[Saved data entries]
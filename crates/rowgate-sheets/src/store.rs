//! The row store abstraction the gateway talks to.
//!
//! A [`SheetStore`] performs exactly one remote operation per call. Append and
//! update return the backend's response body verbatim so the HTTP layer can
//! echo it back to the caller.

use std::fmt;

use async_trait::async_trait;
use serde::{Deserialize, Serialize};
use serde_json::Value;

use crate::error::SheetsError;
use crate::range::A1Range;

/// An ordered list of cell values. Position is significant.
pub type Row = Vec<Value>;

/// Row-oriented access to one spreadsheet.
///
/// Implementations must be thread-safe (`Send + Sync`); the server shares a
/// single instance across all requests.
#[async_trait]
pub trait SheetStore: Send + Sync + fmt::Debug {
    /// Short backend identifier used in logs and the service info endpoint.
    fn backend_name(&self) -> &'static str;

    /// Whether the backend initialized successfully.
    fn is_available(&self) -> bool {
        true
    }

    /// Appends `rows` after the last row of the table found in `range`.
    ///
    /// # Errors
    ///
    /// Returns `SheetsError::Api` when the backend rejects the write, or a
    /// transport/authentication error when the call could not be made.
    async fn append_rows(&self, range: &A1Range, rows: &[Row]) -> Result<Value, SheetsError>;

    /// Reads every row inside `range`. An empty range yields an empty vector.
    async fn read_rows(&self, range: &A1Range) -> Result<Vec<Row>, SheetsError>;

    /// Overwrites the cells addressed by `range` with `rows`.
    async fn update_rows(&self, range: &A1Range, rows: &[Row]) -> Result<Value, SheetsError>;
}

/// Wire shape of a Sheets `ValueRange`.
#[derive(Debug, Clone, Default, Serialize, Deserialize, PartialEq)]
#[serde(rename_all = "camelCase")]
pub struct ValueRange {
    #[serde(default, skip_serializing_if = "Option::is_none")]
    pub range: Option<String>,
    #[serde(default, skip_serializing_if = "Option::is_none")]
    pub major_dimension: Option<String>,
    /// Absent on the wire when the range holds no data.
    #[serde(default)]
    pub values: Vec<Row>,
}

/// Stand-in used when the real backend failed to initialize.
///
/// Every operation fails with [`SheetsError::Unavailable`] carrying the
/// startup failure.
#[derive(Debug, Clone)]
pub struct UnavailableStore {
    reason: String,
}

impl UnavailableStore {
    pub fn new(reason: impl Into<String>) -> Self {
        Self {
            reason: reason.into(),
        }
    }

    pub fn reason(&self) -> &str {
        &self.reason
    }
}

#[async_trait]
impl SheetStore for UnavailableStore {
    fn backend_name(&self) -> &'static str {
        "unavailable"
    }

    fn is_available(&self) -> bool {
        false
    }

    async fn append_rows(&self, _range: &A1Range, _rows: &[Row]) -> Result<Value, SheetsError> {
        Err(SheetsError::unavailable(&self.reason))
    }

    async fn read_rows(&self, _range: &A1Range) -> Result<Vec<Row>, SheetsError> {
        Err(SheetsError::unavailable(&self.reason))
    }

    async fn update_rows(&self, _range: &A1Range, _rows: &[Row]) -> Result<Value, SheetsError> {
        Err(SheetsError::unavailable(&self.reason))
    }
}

==

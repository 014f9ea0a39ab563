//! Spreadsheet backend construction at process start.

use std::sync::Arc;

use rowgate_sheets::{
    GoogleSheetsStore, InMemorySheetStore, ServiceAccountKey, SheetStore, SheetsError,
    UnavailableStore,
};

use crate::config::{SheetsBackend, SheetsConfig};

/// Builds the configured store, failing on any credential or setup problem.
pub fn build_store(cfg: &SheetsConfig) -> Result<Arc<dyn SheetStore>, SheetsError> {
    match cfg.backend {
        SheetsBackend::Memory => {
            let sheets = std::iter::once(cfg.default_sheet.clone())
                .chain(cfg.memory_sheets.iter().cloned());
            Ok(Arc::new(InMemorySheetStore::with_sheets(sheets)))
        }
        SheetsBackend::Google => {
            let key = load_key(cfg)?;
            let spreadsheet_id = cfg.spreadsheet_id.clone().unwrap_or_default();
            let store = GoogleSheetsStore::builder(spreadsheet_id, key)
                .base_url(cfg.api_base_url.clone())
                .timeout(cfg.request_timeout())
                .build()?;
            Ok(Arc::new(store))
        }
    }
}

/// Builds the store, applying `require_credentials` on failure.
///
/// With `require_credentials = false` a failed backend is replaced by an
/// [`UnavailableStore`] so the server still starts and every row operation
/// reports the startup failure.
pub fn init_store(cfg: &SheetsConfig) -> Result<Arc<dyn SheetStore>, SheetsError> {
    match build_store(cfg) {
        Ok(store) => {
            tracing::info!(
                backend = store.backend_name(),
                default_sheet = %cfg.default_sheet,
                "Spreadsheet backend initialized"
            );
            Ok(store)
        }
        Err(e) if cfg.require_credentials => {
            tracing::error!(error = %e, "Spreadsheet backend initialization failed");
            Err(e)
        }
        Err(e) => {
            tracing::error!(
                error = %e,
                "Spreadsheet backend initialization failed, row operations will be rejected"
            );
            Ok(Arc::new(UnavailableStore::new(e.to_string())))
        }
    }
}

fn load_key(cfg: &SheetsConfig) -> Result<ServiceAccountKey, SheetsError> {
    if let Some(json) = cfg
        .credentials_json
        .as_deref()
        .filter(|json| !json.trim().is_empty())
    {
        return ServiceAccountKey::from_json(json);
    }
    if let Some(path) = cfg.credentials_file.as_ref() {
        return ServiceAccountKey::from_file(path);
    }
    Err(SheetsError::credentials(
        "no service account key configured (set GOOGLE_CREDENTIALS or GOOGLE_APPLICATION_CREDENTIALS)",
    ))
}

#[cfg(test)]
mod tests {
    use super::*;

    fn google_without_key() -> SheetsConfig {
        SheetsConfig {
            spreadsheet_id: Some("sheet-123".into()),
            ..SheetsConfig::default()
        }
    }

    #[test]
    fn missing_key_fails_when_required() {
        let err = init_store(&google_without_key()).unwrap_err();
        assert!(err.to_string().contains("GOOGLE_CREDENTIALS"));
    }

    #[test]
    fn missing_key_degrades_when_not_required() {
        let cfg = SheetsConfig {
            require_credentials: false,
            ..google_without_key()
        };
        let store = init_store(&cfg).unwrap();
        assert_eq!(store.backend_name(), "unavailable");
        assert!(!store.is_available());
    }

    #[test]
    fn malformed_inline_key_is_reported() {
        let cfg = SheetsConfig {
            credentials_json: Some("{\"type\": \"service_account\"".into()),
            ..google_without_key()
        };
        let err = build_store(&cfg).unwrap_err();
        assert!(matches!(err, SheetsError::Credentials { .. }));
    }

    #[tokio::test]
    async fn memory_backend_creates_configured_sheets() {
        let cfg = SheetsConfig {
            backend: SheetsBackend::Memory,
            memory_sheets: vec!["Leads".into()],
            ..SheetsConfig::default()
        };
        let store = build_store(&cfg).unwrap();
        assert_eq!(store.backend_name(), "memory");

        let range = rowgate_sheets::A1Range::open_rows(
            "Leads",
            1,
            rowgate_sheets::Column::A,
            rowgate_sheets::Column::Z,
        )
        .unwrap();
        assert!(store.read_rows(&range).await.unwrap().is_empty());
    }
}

= About this task =
State only the count of lines above that hold the string "Some".

= Exercise solution =
4